• _INSTRUCTIONS FOR THE TASK_
The answer is to be an exact copy of the lines below running from the line with "filename src/persist.rs" down to the line with "const APP_DIR: &str", both ends included, and nothing more.

• _TASK MATERIAL_
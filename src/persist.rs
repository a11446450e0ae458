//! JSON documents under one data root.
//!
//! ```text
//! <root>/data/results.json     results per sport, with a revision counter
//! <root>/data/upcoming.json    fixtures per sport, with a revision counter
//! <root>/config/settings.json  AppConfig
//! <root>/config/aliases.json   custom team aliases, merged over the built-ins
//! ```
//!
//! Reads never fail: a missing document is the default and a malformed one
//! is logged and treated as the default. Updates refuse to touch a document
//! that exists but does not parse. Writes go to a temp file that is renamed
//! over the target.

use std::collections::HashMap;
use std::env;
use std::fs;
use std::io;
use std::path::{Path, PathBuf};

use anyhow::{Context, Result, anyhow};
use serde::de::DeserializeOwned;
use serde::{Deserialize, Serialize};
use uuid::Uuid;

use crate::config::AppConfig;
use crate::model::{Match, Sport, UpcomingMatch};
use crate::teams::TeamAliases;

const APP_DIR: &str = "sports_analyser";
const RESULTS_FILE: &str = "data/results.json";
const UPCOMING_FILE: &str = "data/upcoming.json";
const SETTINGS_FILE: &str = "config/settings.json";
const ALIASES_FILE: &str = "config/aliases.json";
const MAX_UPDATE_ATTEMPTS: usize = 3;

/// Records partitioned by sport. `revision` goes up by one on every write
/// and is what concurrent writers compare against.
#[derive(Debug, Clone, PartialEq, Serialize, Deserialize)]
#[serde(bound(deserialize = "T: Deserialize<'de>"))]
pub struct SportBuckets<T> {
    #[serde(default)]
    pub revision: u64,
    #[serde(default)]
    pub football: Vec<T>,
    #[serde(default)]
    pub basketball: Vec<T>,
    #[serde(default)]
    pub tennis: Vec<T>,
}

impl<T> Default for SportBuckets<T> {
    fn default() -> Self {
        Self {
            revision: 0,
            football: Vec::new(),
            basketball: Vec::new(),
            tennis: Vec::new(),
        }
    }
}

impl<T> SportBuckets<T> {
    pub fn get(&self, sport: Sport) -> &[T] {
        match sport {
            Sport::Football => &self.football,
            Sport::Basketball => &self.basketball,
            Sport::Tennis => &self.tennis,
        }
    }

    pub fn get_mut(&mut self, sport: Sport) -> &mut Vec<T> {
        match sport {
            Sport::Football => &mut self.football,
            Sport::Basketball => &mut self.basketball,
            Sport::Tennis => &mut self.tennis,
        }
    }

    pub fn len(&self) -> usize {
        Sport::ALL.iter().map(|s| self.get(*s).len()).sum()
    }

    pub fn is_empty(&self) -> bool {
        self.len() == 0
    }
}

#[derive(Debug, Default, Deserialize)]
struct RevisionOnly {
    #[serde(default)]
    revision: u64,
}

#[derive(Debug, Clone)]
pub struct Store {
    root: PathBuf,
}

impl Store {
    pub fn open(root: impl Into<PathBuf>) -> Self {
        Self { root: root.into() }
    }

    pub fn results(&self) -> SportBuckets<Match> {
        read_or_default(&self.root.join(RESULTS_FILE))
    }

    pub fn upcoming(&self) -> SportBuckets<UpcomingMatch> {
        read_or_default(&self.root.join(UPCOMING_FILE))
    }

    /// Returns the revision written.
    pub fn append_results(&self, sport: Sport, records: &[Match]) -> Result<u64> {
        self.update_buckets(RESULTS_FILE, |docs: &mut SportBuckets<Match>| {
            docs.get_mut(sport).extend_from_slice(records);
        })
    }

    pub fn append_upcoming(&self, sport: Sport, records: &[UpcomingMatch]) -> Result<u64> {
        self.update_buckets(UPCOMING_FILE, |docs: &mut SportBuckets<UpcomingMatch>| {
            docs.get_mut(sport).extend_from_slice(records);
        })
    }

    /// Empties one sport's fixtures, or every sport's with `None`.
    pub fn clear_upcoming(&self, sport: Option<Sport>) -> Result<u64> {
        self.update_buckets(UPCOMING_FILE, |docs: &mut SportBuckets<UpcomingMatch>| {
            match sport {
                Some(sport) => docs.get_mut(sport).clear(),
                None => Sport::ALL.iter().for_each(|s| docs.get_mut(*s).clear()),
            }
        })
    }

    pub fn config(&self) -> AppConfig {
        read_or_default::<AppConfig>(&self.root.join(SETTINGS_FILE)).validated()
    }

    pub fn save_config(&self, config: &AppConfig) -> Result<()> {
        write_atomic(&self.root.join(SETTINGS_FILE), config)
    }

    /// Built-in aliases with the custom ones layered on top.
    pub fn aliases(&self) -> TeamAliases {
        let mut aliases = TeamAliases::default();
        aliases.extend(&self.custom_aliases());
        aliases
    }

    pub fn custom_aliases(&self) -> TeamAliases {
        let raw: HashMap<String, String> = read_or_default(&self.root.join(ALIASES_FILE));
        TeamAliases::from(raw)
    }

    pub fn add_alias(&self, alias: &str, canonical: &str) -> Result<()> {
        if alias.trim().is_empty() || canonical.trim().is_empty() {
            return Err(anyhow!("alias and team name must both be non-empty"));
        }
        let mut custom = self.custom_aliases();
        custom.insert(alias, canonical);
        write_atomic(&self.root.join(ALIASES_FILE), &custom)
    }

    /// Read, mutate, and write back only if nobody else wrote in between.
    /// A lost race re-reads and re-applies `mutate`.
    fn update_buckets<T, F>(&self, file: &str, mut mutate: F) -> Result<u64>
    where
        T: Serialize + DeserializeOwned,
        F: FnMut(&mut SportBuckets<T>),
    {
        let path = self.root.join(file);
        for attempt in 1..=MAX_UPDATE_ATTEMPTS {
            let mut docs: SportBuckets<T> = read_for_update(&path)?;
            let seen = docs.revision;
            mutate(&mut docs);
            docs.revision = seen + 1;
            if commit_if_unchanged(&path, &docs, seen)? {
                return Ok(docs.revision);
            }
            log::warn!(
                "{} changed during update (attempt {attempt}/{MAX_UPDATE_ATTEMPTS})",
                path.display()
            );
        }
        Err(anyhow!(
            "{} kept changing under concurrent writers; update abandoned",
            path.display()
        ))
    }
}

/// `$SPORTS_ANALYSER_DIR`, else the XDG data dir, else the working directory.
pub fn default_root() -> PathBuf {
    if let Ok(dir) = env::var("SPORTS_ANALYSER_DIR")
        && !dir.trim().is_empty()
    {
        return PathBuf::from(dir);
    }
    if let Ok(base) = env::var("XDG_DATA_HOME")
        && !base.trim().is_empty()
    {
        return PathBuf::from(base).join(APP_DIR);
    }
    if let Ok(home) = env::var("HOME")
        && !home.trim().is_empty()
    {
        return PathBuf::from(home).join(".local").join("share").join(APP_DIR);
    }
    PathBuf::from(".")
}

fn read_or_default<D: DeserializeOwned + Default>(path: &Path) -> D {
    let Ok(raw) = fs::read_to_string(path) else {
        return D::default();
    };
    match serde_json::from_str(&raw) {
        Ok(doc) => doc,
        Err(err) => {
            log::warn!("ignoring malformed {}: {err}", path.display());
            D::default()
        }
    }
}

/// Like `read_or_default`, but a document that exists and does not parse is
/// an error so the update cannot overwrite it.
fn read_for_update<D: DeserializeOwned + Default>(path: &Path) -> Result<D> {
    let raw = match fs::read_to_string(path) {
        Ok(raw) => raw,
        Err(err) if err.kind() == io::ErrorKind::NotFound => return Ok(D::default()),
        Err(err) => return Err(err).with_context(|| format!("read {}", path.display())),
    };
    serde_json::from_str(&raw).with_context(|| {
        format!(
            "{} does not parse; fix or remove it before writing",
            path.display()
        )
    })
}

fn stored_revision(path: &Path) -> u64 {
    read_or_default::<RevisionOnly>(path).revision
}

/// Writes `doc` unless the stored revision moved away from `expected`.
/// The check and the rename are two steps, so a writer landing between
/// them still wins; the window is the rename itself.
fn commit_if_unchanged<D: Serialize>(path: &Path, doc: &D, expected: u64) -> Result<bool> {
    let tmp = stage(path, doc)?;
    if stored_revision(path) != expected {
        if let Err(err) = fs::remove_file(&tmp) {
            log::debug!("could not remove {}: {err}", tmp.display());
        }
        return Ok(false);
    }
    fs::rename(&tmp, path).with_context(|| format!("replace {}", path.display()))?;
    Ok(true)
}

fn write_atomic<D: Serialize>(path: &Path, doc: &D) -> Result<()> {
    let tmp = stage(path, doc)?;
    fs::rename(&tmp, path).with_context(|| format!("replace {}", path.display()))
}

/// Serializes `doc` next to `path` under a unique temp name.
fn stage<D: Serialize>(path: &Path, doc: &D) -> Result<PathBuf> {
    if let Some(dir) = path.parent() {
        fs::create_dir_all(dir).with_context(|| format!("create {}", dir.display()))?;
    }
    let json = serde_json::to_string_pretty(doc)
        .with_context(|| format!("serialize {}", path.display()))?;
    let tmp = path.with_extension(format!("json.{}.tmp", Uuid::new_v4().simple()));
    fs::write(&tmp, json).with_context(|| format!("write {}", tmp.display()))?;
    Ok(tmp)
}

==

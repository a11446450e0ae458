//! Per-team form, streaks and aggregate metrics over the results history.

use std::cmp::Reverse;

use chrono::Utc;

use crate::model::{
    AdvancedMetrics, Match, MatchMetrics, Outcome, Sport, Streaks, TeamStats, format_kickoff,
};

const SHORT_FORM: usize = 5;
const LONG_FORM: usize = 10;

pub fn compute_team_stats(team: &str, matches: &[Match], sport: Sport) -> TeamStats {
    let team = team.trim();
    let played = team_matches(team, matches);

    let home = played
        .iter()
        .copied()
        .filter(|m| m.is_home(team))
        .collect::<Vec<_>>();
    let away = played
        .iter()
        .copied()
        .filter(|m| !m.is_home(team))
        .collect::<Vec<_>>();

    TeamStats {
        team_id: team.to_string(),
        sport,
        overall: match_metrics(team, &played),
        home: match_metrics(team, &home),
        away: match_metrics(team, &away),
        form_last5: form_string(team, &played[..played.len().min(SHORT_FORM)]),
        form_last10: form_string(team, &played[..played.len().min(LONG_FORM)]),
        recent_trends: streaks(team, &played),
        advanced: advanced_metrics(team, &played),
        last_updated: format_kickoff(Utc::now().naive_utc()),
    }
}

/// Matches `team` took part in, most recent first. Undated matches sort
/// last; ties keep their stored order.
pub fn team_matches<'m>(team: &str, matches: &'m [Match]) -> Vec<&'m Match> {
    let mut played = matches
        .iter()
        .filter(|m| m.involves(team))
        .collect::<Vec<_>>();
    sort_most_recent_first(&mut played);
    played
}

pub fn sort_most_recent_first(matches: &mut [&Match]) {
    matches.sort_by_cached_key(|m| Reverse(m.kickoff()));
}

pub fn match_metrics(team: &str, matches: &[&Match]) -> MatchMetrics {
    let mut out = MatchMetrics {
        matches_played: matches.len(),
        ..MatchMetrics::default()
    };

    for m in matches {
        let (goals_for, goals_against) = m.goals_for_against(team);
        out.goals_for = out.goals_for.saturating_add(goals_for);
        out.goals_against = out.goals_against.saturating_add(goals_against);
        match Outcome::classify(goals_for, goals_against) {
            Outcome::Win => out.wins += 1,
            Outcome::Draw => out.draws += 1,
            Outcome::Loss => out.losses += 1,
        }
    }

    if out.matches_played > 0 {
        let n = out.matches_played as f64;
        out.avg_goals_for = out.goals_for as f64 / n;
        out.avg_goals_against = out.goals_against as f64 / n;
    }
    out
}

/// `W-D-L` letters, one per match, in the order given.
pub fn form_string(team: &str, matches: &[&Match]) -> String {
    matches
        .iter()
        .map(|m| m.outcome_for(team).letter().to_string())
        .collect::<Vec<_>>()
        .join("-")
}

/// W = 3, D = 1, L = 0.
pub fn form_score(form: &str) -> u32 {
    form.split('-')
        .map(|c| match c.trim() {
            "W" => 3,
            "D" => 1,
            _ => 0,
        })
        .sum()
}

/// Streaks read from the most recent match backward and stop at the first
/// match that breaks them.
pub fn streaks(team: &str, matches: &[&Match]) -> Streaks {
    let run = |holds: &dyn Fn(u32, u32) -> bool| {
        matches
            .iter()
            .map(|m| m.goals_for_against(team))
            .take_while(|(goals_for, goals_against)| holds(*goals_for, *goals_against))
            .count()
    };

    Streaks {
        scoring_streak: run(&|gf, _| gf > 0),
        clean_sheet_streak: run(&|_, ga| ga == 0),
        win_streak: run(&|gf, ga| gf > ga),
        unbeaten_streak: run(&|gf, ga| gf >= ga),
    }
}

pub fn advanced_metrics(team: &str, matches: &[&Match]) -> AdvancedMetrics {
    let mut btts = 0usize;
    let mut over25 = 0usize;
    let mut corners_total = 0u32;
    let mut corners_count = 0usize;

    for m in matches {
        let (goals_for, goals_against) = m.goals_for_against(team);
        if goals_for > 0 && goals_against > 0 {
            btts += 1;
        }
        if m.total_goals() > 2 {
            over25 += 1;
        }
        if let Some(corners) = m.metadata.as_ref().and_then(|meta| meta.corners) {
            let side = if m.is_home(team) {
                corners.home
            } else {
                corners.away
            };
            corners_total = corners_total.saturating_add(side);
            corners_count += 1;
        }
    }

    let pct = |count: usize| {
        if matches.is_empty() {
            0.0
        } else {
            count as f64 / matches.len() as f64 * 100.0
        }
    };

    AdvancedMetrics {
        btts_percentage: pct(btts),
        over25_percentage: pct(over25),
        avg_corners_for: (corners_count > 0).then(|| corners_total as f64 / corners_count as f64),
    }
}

• _TASK RESULT_
filename src/persist.rs
repository a11446450e0ae458
//! JSON documents under one data root.
//!
//! ```text
//! <root>/data/results.json     results per sport, with a revision counter
//! <root>/data/upcoming.json    fixtures per sport, with a revision counter
//! <root>/config/settings.json  AppConfig
//! <root>/config/aliases.json   custom team aliases, merged over the built-ins
//! ```
//!
//! Reads never fail: a missing document is the default and a malformed one
//! is logged and treated as the default. Updates refuse to touch a document
//! that exists but does not parse. Writes go to a temp file that is renamed
//! over the target.

use std::collections::HashMap;
use std::env;
use std::fs;
use std::io;
use std::path::{Path, PathBuf};

use anyhow::{Context, Result, anyhow};
use serde::de::DeserializeOwned;
use serde::{Deserialize, Serialize};
use uuid::Uuid;

use crate::config::AppConfig;
use crate::model::{Match, Sport, UpcomingMatch};
use crate::teams::TeamAliases;

const APP_DIR: &str = "sports_analyser";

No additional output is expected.